Indian-Origin Doctors in UK Send Ventilators, Oxygen Concentrators to India

This is the first in a series of medical airlifts organised by the British Association of Physicians of India Origin.

London: Fresh quantities of medical supplies collected by Indian doctors in the UK are due to arrive at Mumbai International Airport on Wednesday, the Indian High Commission in London has confirmed.

The urgently needed equipment consisting of 122 ventilators and 95 oxygen concentrators is the first in a series of medical airlifts organised by BAPIO, the British Association of Physicians of India Origin, that is being transported free of charge by Qatar Airways from the UK to India.

Qatar Airways is being utilised for three more airlifts next week followed by one with Etihad.

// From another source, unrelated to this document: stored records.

//! Credential Cache Module
//!
//! Serves one scoped credential obtained through an assume-role exchange,
//! refreshing it ahead of expiry. Concurrent callers that need a refresh join
//! a single shared exchange instead of starting their own.

use std::fmt;
use std::sync::Arc;
use std::time::Duration;

use async_trait::async_trait;
use chrono::{DateTime, Utc};
use futures::future::{BoxFuture, FutureExt, Shared};
use tokio::sync::RwLock;
use tokio::task::JoinHandle;
use tracing::{debug, info, warn};

use crate::credentials::{
    AssumeRoleCredentials, AssumeRoleRequest, BaseCredentials, CredentialError,
    CredentialProvider, SessionCredentials, StsClient,
};
use crate::tasks::spawn_refresh_task;

/// A credential with less than this left to live is refreshed.
pub const REFRESH_THRESHOLD: Duration = Duration::from_secs(15 * 60);

/// Interval of the background refresher.
pub const BACKGROUND_REFRESH_INTERVAL: Duration = Duration::from_secs(5 * 60);

type RefreshResult = Result<Arc<AssumeRoleCredentials>, CredentialError>;
type PendingRefresh = Shared<BoxFuture<'static, RefreshResult>>;

// == Refresh Policy ==
/// Returns true once `expiration` is within [`REFRESH_THRESHOLD`] of now.
pub fn needs_refresh(expiration: DateTime<Utc>) -> bool {
    needs_refresh_at(expiration, Utc::now())
}

/// Returns true iff `now + REFRESH_THRESHOLD >= expiration`.
pub fn needs_refresh_at(expiration: DateTime<Utc>, now: DateTime<Utc>) -> bool {
    let threshold =
        chrono::Duration::from_std(REFRESH_THRESHOLD).unwrap_or(chrono::Duration::zero());
    now + threshold >= expiration
}

#[derive(Default)]
struct CredentialState {
    /// Current snapshot, replaced wholesale on every refresh
    cached: Option<Arc<AssumeRoleCredentials>>,
    /// Exchange in flight, shared by every caller waiting on it
    in_flight: Option<PendingRefresh>,
}

struct Inner {
    base: BaseCredentials,
    client: Arc<dyn StsClient>,
    role_arn: String,
    region: String,
    state: RwLock<CredentialState>,
}

impl Inner {
    /// Runs one exchange and publishes its outcome. A failure leaves the
    /// cached snapshot in place.
    async fn exchange(&self) -> RefreshResult {
        let request = AssumeRoleRequest::new(&self.role_arn, &self.region, Utc::now());
        debug!(
            "Assuming role {} as session {}",
            request.role_arn, request.role_session_name
        );

        let result = match self.client.assume_role(&self.base, &request).await {
            Ok(response) => AssumeRoleCredentials::try_from(response).map(Arc::new),
            Err(err) => Err(CredentialError::AssumeRole(format!("{:#}", err))),
        };

        let mut state = self.state.write().await;
        state.in_flight = None;
        match &result {
            Ok(credentials) => {
                info!(
                    "Refreshed credentials for role {}, expiring at {}",
                    self.role_arn, credentials.expiration
                );
                state.cached = Some(Arc::clone(credentials));
            }
            Err(err) => warn!("Credential refresh for role {} failed: {}", self.role_arn, err),
        }
        result
    }
}

// == Credential Cache ==
/// Refresh-ahead cache over an assume-role token exchange.
///
/// Cloning is cheap and clones share the cached credential.
#[derive(Clone)]
pub struct CredentialCache {
    inner: Arc<Inner>,
}

impl CredentialCache {
    // == Constructor ==
    /// Creates an empty cache. Fails when the base credential, role ARN or
    /// region is empty.
    pub fn new(
        base: BaseCredentials,
        client: Arc<dyn StsClient>,
        role_arn: impl Into<String>,
        region: impl Into<String>,
    ) -> Result<Self, CredentialError> {
        let role_arn = role_arn.into();
        let region = region.into();

        if base.access_key_id.is_empty() || base.access_key_secret.is_empty() {
            return Err(CredentialError::InvalidConfig(
                "base credentials are required".to_string(),
            ));
        }
        if role_arn.is_empty() {
            return Err(CredentialError::InvalidConfig(
                "role ARN cannot be empty".to_string(),
            ));
        }
        if region.is_empty() {
            return Err(CredentialError::InvalidConfig(
                "region cannot be empty".to_string(),
            ));
        }

        Ok(Self {
            inner: Arc::new(Inner {
                base,
                client,
                role_arn,
                region,
                state: RwLock::new(CredentialState::default()),
            }),
        })
    }

    // == Get ==
    /// Returns a usable scoped credential.
    ///
    /// A valid cached credential is returned without I/O. A near-expiry one is
    /// refreshed by the caller, unless a refresh is already running, in which
    /// case the cached one is returned. With nothing cached the caller waits
    /// for the exchange. Exchange errors are returned as is.
    pub async fn assume_role_credentials(&self) -> RefreshResult {
        {
            let state = self.inner.state.read().await;
            if let Some(cached) = &state.cached {
                if !needs_refresh(cached.expiration) || state.in_flight.is_some() {
                    return Ok(Arc::clone(cached));
                }
            }
        }
        self.refresh().await
    }

    /// Like [`CredentialProvider::get_credentials`] with a deadline. The
    /// exchange itself keeps running for other callers when the deadline hits.
    pub async fn get_credentials_with_timeout(
        &self,
        timeout: Duration,
    ) -> Result<SessionCredentials, CredentialError> {
        tokio::time::timeout(timeout, self.get_credentials())
            .await
            .map_err(|_| CredentialError::DeadlineExceeded)?
    }

    /// Current snapshot, if any.
    pub async fn cached(&self) -> Option<Arc<AssumeRoleCredentials>> {
        self.inner.state.read().await.cached.clone()
    }

    /// Whether an exchange is in flight.
    pub async fn is_refreshing(&self) -> bool {
        self.inner.state.read().await.in_flight.is_some()
    }

    /// Starts the background refresher. Abort the handle to stop it.
    pub fn start_background_refresh(&self) -> JoinHandle<()> {
        spawn_refresh_task(self.clone(), BACKGROUND_REFRESH_INTERVAL)
    }

    /// Refreshes when a cached credential exists, is near expiry and no
    /// exchange is running. Returns `None` when nothing was attempted.
    pub(crate) async fn refresh_if_stale(&self) -> Option<RefreshResult> {
        {
            let state = self.inner.state.read().await;
            let stale = state
                .cached
                .as_ref()
                .is_some_and(|cached| needs_refresh(cached.expiration));
            if !stale || state.in_flight.is_some() {
                return None;
            }
        }
        Some(self.refresh().await)
    }

    /// Joins the running exchange or starts one. The state is re-checked under
    /// the write lock so that callers racing past the read path do not start a
    /// second exchange.
    async fn refresh(&self) -> RefreshResult {
        let pending = {
            let mut state = self.inner.state.write().await;
            if let Some(cached) = &state.cached {
                if !needs_refresh(cached.expiration) || state.in_flight.is_some() {
                    return Ok(Arc::clone(cached));
                }
            }
            match state.in_flight.clone() {
                Some(pending) => pending,
                None => {
                    let pending = self.start_exchange();
                    state.in_flight = Some(pending.clone());
                    pending
                }
            }
        };
        pending.await
    }

    /// Spawns the exchange so that a waiter giving up never cancels it.
    fn start_exchange(&self) -> PendingRefresh {
        let inner = Arc::clone(&self.inner);
        let task = tokio::spawn(async move { inner.exchange().await });

        let inner = Arc::clone(&self.inner);
        async move {
            match task.await {
                Ok(result) => result,
                Err(err) => {
                    inner.state.write().await.in_flight = None;
                    Err(CredentialError::Internal(format!(
                        "credential refresh task failed: {}",
                        err
                    )))
                }
            }
        }
        .boxed()
        .shared()
    }

    #[cfg(test)]
    pub(crate) async fn seed(&self, credentials: AssumeRoleCredentials) {
        self.inner.state.write().await.cached = Some(Arc::new(credentials));
    }
}

#[async_trait]
impl CredentialProvider for CredentialCache {
    async fn get_credentials(&self) -> Result<SessionCredentials, CredentialError> {
        let credentials = self.assume_role_credentials().await?;
        Ok(SessionCredentials::from(credentials.as_ref()))
    }
}

impl fmt::Debug for CredentialCache {
    fn fmt(&self, f: &mut fmt::Formatter<'_>) -> fmt::Result {
        f.debug_struct("CredentialCache")
            .field("base", &self.inner.base)
            .field("role_arn", &self.inner.role_arn)
            .field("region", &self.inner.region)
            .finish_non_exhaustive()
    }
}
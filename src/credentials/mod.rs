//! Credentials Module
//!
//! Short-lived scoped credentials obtained through an assume-role exchange,
//! cached and refreshed ahead of expiry.

mod cache;
mod error;
mod types;

pub use cache::{
    needs_refresh, needs_refresh_at, CredentialCache, BACKGROUND_REFRESH_INTERVAL,
    REFRESH_THRESHOLD,
};
pub use error::CredentialError;
pub use types::{
    AssumeRoleCredentials, AssumeRoleRequest, AssumeRoleResponse, BaseCredentials,
    CredentialProvider, SessionCredentials, StsClient, ASSUME_ROLE_DURATION_SECONDS,
};
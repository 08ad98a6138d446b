//! Error types for the cache engines
//!
//! Provides unified error handling using thiserror.

use axum::{
    http::StatusCode,
    response::{IntoResponse, Response},
    Json,
};
use thiserror::Error;

use crate::models::ErrorResponse;

// == Cache Error Enum ==
/// Unified error type for the cache engines and the HTTP surface.
#[derive(Error, Debug)]
pub enum CacheError {
    /// Key not found in cache
    #[error("Key not found: {0}")]
    NotFound(String),

    /// Invalid request data
    #[error("Invalid request: {0}")]
    InvalidRequest(String),

    /// Configuration rejected at construction time
    #[error("Invalid configuration: {0}")]
    InvalidConfig(String),

    /// Eviction could not free enough space for a write
    #[error("cache full: {0}")]
    CacheFull(String),

    /// Disk cache file or index I/O failure
    #[error("I/O error: {0}")]
    Io(#[from] std::io::Error),

    /// Value could not be encoded or decoded
    #[error("Serialization error: {0}")]
    Serialization(#[from] serde_json::Error),
}

impl CacheError {
    /// Returns true for the capacity-exhaustion error returned by `set`.
    pub fn is_cache_full(&self) -> bool {
        matches!(self, CacheError::CacheFull(_))
    }
}

// == IntoResponse Implementation ==
impl IntoResponse for CacheError {
    fn into_response(self) -> Response {
        let status = match &self {
            CacheError::NotFound(_) => StatusCode::NOT_FOUND,
            CacheError::InvalidRequest(_) => StatusCode::BAD_REQUEST,
            CacheError::CacheFull(_) => StatusCode::SERVICE_UNAVAILABLE,
            CacheError::InvalidConfig(_)
            | CacheError::Io(_)
            | CacheError::Serialization(_) => StatusCode::INTERNAL_SERVER_ERROR,
        };

        let body = Json(ErrorResponse::new(self.to_string()));

        (status, body).into_response()
    }
}

// == Result Type Alias ==
/// Convenience Result type for the cache engines.
pub type Result<T> = std::result::Result<T, CacheError>;

#[cfg(test)]
mod tests {
    use super::*;

    #[test]
    fn test_cache_full_display() {
        let err = CacheError::CacheFull("unable to evict sufficient space".to_string());
        assert_eq!(err.to_string(), "cache full: unable to evict sufficient space");
        assert!(err.is_cache_full());
    }

    #[test]
    fn test_status_codes() {
        let resp = CacheError::NotFound("k".to_string()).into_response();
        assert_eq!(resp.status(), StatusCode::NOT_FOUND);

        let resp = CacheError::CacheFull("x".to_string()).into_response();
        assert_eq!(resp.status(), StatusCode::SERVICE_UNAVAILABLE);

        let resp = CacheError::InvalidRequest("x".to_string()).into_response();
        assert_eq!(resp.status(), StatusCode::BAD_REQUEST);
    }
}
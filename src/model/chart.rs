use crate::error::ConvertError;
use serde::{Deserialize, Serialize};

/// One tempo/signature/velocity segment of the source chart.
#[derive(Serialize, Deserialize, Debug, Clone, PartialEq)]
pub struct TimingPoint {
    /// Absolute start of the segment, in milliseconds.
    pub offset: f64,
    /// Milliseconds per beat. Negative values mark a velocity-only point.
    pub beat_length: f64,
    /// Beats per section.
    pub time_signature: u32,
    /// Scroll speed multiplier.
    pub velocity: f64,
    /// Only present on tempo-defining points.
    pub bpm: Option<f64>,
}

#[derive(Serialize, Deserialize, Debug, Clone, PartialEq)]
pub struct HitObject {
    /// Horizontal position in the 512 unit lane space.
    pub x: i32,
    pub start_time: f64,
    /// Bit flags, bit 0 set means a plain tap note and anything else is a hold.
    pub object_type: u32,
    #[serde(default)]
    pub hold_end: Option<f64>,
}

impl HitObject {
    pub fn is_tap(&self) -> bool {
        self.object_type & 1 != 0
    }
}

#[derive(Serialize, Deserialize, Debug, Clone, Default, PartialEq)]
#[serde(default)]
pub struct ChartMetadata {
    pub title: String,
    pub artist: String,
    pub creator: String,
    pub version: String,
    pub audio_filename: String,
    pub background: String,
    pub key_count: u8,
    pub mode: u8,
}

/// Stable sort by offset, so points sharing an offset keep their chart order.
pub fn sort_by_offset(points: &mut [TimingPoint]) {
    points.sort_by(|a, b| a.offset.total_cmp(&b.offset));
}

#[derive(Serialize, Deserialize, Debug, Clone, Default, PartialEq)]
pub struct Chart {
    pub metadata: ChartMetadata,
    pub timing_points: Vec<TimingPoint>,
    pub hit_objects: Vec<HitObject>,
}

impl Chart {
    /// Orders the timing points by offset, keeping the file order for ties.
    pub fn sort_timing_points(&mut self) {
        sort_by_offset(&mut self.timing_points);
    }

    /// The earliest timing point, whose tempo governs every tick conversion.
    pub fn governing_point(&self) -> Option<&TimingPoint> {
        self.timing_points.first()
    }

    /// Checks the numeric invariants every front-end has to uphold before
    /// any of the chart reaches the transcoders.
    pub fn validate(&self) -> Result<(), ConvertError> {
        for (index, tp) in self.timing_points.iter().enumerate() {
            if !tp.offset.is_finite() {
                return Err(invalid(format!("timing point #{index} has offset {}", tp.offset)));
            }
            if tp.time_signature == 0 {
                return Err(invalid(format!("timing point #{index} has a time signature of 0")));
            }
            if !tp.beat_length.is_finite() || tp.beat_length == 0.0 {
                return Err(invalid(format!(
                    "timing point #{index} has beat length {}",
                    tp.beat_length
                )));
            }
            if !tp.velocity.is_finite() || tp.velocity <= 0.0 {
                return Err(invalid(format!(
                    "timing point #{index} has velocity {}",
                    tp.velocity
                )));
            }
            if let Some(bpm) = tp.bpm
                && (!bpm.is_finite() || bpm <= 0.0 || tp.beat_length < 0.0)
            {
                return Err(invalid(format!(
                    "timing point #{index} declares BPM {bpm} with beat length {}",
                    tp.beat_length
                )));
            }
        }

        for (index, object) in self.hit_objects.iter().enumerate() {
            if !object.start_time.is_finite() {
                return Err(invalid(format!(
                    "hit object #{index} has start time {}",
                    object.start_time
                )));
            }
        }

        Ok(())
    }
}

fn invalid(message: String) -> ConvertError {
    ConvertError::InvalidChart(message)
}
use crate::error::ConvertError;

/// Width of the MGXC playfield in column units.
pub const FIELD_WIDTH: u8 = 16;

/// Width of the osu!mania playfield that hit object x positions live in.
pub const SOURCE_WIDTH: i64 = 512;

/// A column span on the MGXC playfield.
#[derive(Debug, Clone, Copy, PartialEq, Eq)]
pub struct Lane {
    pub offset: u8,
    pub width: u8,
}

const fn lane(offset: u8, width: u8) -> Lane {
    Lane { offset, width }
}

// -----------------------------------------------------------------------------
// Fixed layouts for 1K .. 8K, indexed by `key_count - 1`.
//
// Every layout tiles all 16 columns. Odd key counts give the center lane the
// leftover width so the field stays symmetric.
// -----------------------------------------------------------------------------

pub const LAYOUTS: [&[Lane]; 8] = [
    &[lane(0, 16)],
    &[lane(0, 8), lane(8, 8)],
    &[lane(0, 4), lane(4, 8), lane(12, 4)],
    &[lane(0, 4), lane(4, 4), lane(8, 4), lane(12, 4)],
    &[lane(0, 3), lane(3, 3), lane(6, 4), lane(10, 3), lane(13, 3)],
    &[
        lane(0, 3),
        lane(3, 2),
        lane(5, 3),
        lane(8, 3),
        lane(11, 2),
        lane(13, 3),
    ],
    &[
        lane(0, 2),
        lane(2, 2),
        lane(4, 2),
        lane(6, 4),
        lane(10, 2),
        lane(12, 2),
        lane(14, 2),
    ],
    &[
        lane(0, 2),
        lane(2, 2),
        lane(4, 2),
        lane(6, 2),
        lane(8, 2),
        lane(10, 2),
        lane(12, 2),
        lane(14, 2),
    ],
];

/// Return the full layout for the given key count.
pub fn layout(key_count: u8) -> Result<&'static [Lane], ConvertError> {
    match key_count {
        1..=8 => Ok(LAYOUTS[key_count as usize - 1]),
        other => Err(ConvertError::UnsupportedKeyCount(other)),
    }
}

/// Return the MGXC column span for a source lane, failing on a lane index
/// the key count doesn't have.
///
/// Example:
/// ```ignore
/// let lane = resolve_lane(5, 2)?;
/// assert_eq!((lane.offset, lane.width), (6, 4));
/// ```
pub fn resolve_lane(key_count: u8, index: usize) -> Result<Lane, ConvertError> {
    layout(key_count)?
        .get(index)
        .copied()
        .ok_or(ConvertError::LaneOutOfRange { key_count, index })
}

/// Map an x position onto a source lane index, `floor(x * k / 512)`.
/// Positions outside the playfield are clamped onto the outermost lanes.
pub fn source_lane(x: i32, key_count: u8) -> usize {
    if key_count == 0 {
        return 0;
    }

    let x = (x as i64).clamp(0, SOURCE_WIDTH - 1);
    (x * key_count as i64 / SOURCE_WIDTH) as usize
}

In India, BAPIO is working in collaboration with the Mukul Madhav Charitable Foundation.

At Mumbai, the ventilators and oxygen concentrators will be loaded on to lorries for distribution across eight cities including Nagpur where the authorities have taken over two leading hotels and converted them into temporary hospitals.

BAPIO president Dr Ramesh Mehta told The Wire that 560 doctors in the UK have made digital expertise available to their exhausted counterparts in Nagpur and other cities. “We have 600 doctors who have volunteered their help to fight COVID-19 in India and out of those 600 we have 560 working via a telemedia platform. We are participating in virtual ward rounds, CT scans and one-to-one consultations in the converted hotels and tent hospitals that are being set up.”

Indian doctors in the UK are part of a much wider international diaspora of Indian medical expertise that consists of 1.4 million NRI doctors spread across 53 countries. Many are registered with the Global Association of Physicians of Indian Origin, GAPIO, headed by Delhi-based Apollo Hospitals Group Director Dr Anupam Sibal.

“The overall response from our members has been overwhelming and I just want to thank everyone for their commitment and lending their support,” Dr Sibal told The Wire. “The US and the UK are the two countries where we got the largest response, but everyone has chipped in.”

BAPIO’s is the latest in a series of government and privately funded initiatives to get help to COVID-19 victims in India. The US, UK and Russian government have all sent emergency supplies. Their efforts have been supplemented with offers of help from the Chinese Red Cross and other emergency initiatives launched by Save the Children, Islamic Relief, Oxfam and MasterCard.

Asked about the medical airlift from UK organised with Qatar Airways, a spokesman for the Indian High Commission in London, said, “Yes, it is confirmed.”